_Work to be completed_. Please write every entry out again, exactly as it reads below.
'''
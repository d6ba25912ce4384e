//! Slide data model and the store the exporter drives.
//!
//! A [`Deck`] is the ordered list of slides plus a theme. The [`SlideStore`]
//! trait is the exporter's only view of "which slide is active" and "paint
//! it into the document"; [`DeckStore`] is the built-in implementation.

mod render;

pub use render::{DeckStore, SLIDE_CONTAINER_ID, SLIDE_CONTAINER_SELECTOR};

use serde::{Deserialize, Serialize};

use crate::document::{Document, parse_color};
use crate::error::{FpError, Result};
use crate::image_ops::ResizeStrategy;

/// One carousel slide.
#[derive(Debug, Clone, Default, PartialEq, Eq, Serialize, Deserialize)]
pub struct Slide {
    pub title: String,
    #[serde(default)]
    pub body: String,
    /// Background color override (hex).
    #[serde(default, skip_serializing_if = "Option::is_none")]
    pub background: Option<String>,
    /// Text color override (hex).
    #[serde(default, skip_serializing_if = "Option::is_none")]
    pub text_color: Option<String>,
    #[serde(default, skip_serializing_if = "Option::is_none")]
    pub font_family: Option<String>,
    /// Background image (local path, relative to the deck file).
    #[serde(default, skip_serializing_if = "Option::is_none")]
    pub image: Option<String>,
    #[serde(default, skip_serializing_if = "Option::is_none")]
    pub image_fit: Option<ResizeStrategy>,
}

impl Slide {
    #[must_use]
    pub fn new(title: impl Into<String>, body: impl Into<String>) -> Self {
        Self {
            title: title.into(),
            body: body.into(),
            ..Default::default()
        }
    }
}

/// Deck-wide look.
#[derive(Debug, Clone, PartialEq, Eq, Serialize, Deserialize)]
#[serde(default)]
pub struct DeckTheme {
    pub background: String,
    pub text_color: String,
    pub accent: String,
    pub font_family: String,
    /// Slide width in CSS pixels.
    pub width: u32,
    /// Slide height in CSS pixels.
    pub height: u32,
}

impl Default for DeckTheme {
    fn default() -> Self {
        Self {
            background: "#111827".to_string(),
            text_color: "#f9fafb".to_string(),
            accent: "#6366f1".to_string(),
            font_family: "Inter, sans-serif".to_string(),
            width: 1080,
            height: 1080,
        }
    }
}

/// Ordered slides plus theme.
#[derive(Debug, Clone, Default, PartialEq, Eq, Serialize, Deserialize)]
pub struct Deck {
    #[serde(default, skip_serializing_if = "Option::is_none")]
    pub name: Option<String>,
    #[serde(default)]
    pub theme: DeckTheme,
    #[serde(default)]
    pub slides: Vec<Slide>,
}

impl Deck {
    #[must_use]
    pub fn new(slides: Vec<Slide>) -> Self {
        Self {
            slides,
            ..Default::default()
        }
    }

    /// Check colors and dimensions.
    pub fn validate(&self) -> Result<()> {
        if self.theme.width == 0 || self.theme.height == 0 {
            return Err(FpError::DeckParse(format!(
                "theme size must be positive, got {}x{}",
                self.theme.width, self.theme.height
            )));
        }
        for color in [
            &self.theme.background,
            &self.theme.text_color,
            &self.theme.accent,
        ] {
            parse_color(color)?;
        }
        for (i, slide) in self.slides.iter().enumerate() {
            for color in [&slide.background, &slide.text_color].into_iter().flatten() {
                parse_color(color)
                    .map_err(|e| FpError::DeckParse(format!("slide {}: {e}", i + 1)))?;
            }
        }
        Ok(())
    }
}

/// Source of slides and owner of the document they render into.
///
/// The exporter borrows the store mutably for a whole export, so the active
/// slide and the document cannot change underneath it.
pub trait SlideStore {
    /// Zero-based index of the active slide.
    fn active_index(&self) -> usize;

    fn slides(&self) -> &[Slide];

    /// Make `index` the active slide. Does not repaint.
    fn set_active(&mut self, index: usize) -> Result<()>;

    /// Paint the active slide into the document.
    fn render(&mut self) -> Result<()>;

    fn document(&self) -> &Document;

    fn document_mut(&mut self) -> &mut Document;
}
'''
_Final answer_.
repository d6ba25912ce4384e
//! Slide data model and the store the exporter drives.
//!
//! A [`Deck`] is the ordered list of slides plus a theme. The [`SlideStore`]
//! trait is the exporter's only view of "which slide is active" and "paint
//! it into the document"; [`DeckStore`] is the built-in implementation.

mod render;

pub use render::{DeckStore, SLIDE_CONTAINER_ID, SLIDE_CONTAINER_SELECTOR};

use serde::{Deserialize, Serialize};

use crate::document::{Document, parse_color};
use crate::error::{FpError, Result};
use crate::image_ops::ResizeStrategy;

/// One carousel slide.
#[derive(Debug, Clone, Default, PartialEq, Eq, Serialize, Deserialize)]
pub struct Slide {
    pub title: String,
    #[serde(default)]
    pub body: String,
    /// Background color override (hex).
    #[serde(default, skip_serializing_if = "Option::is_none")]
    pub background: Option<String>,
    /// Text color override (hex).
    #[serde(default, skip_serializing_if = "Option::is_none")]
    pub text_color: Option<String>,
    #[serde(default, skip_serializing_if = "Option::is_none")]
    pub font_family: Option<String>,
    /// Background image (local path, relative to the deck file).
    #[serde(default, skip_serializing_if = "Option::is_none")]
    pub image: Option<String>,
    #[serde(default, skip_serializing_if = "Option::is_none")]
    pub image_fit: Option<ResizeStrategy>,
}

impl Slide {
    #[must_use]
    pub fn new(title: impl Into<String>, body: impl Into<String>) -> Self {
        Self {
            title: title.into(),
            body: body.into(),
            ..Default::default()
        }
    }
}

/// Deck-wide look.
#[derive(Debug, Clone, PartialEq, Eq, Serialize, Deserialize)]
#[serde(default)]
pub struct DeckTheme {
    pub background: String,
    pub text_color: String,
    pub accent: String,
    pub font_family: String,
    /// Slide width in CSS pixels.
    pub width: u32,
    /// Slide height in CSS pixels.
    pub height: u32,
}

impl Default for DeckTheme {
    fn default() -> Self {
        Self {
            background: "#111827".to_string(),
            text_color: "#f9fafb".to_string(),
            accent: "#6366f1".to_string(),
            font_family: "Inter, sans-serif".to_string(),
            width: 1080,
            height: 1080,
        }
    }
}

/// Ordered slides plus theme.
#[derive(Debug, Clone, Default, PartialEq, Eq, Serialize, Deserialize)]
pub struct Deck {
    #[serde(default, skip_serializing_if = "Option::is_none")]
    pub name: Option<String>,
    #[serde(default)]
    pub theme: DeckTheme,
    #[serde(default)]
    pub slides: Vec<Slide>,
}

impl Deck {
    #[must_use]
    pub fn new(slides: Vec<Slide>) -> Self {
        Self {
            slides,
            ..Default::default()
        }
    }

    /// Check colors and dimensions.
    pub fn validate(&self) -> Result<()> {
        if self.theme.width == 0 || self.theme.height == 0 {
            return Err(FpError::DeckParse(format!(
                "theme size must be positive, got {}x{}",
                self.theme.width, self.theme.height
            )));
        }
        for color in [
            &self.theme.background,
            &self.theme.text_color,
            &self.theme.accent,
        ] {
            parse_color(color)?;
        }
        for (i, slide) in self.slides.iter().enumerate() {
            for color in [&slide.background, &slide.text_color].into_iter().flatten() {
                parse_color(color)
                    .map_err(|e| FpError::DeckParse(format!("slide {}: {e}", i + 1)))?;
            }
        }
        Ok(())
    }
}

/// Source of slides and owner of the document they render into.
///
/// The exporter borrows the store mutably for a whole export, so the active
/// slide and the document cannot change underneath it.
pub trait SlideStore {
    /// Zero-based index of the active slide.
    fn active_index(&self) -> usize;

    fn slides(&self) -> &[Slide];

    /// Make `index` the active slide. Does not repaint.
    fn set_active(&mut self, index: usize) -> Result<()>;

    /// Paint the active slide into the document.
    fn render(&mut self) -> Result<()>;

    fn document(&self) -> &Document;

    fn document_mut(&mut self) -> &mut Document;
}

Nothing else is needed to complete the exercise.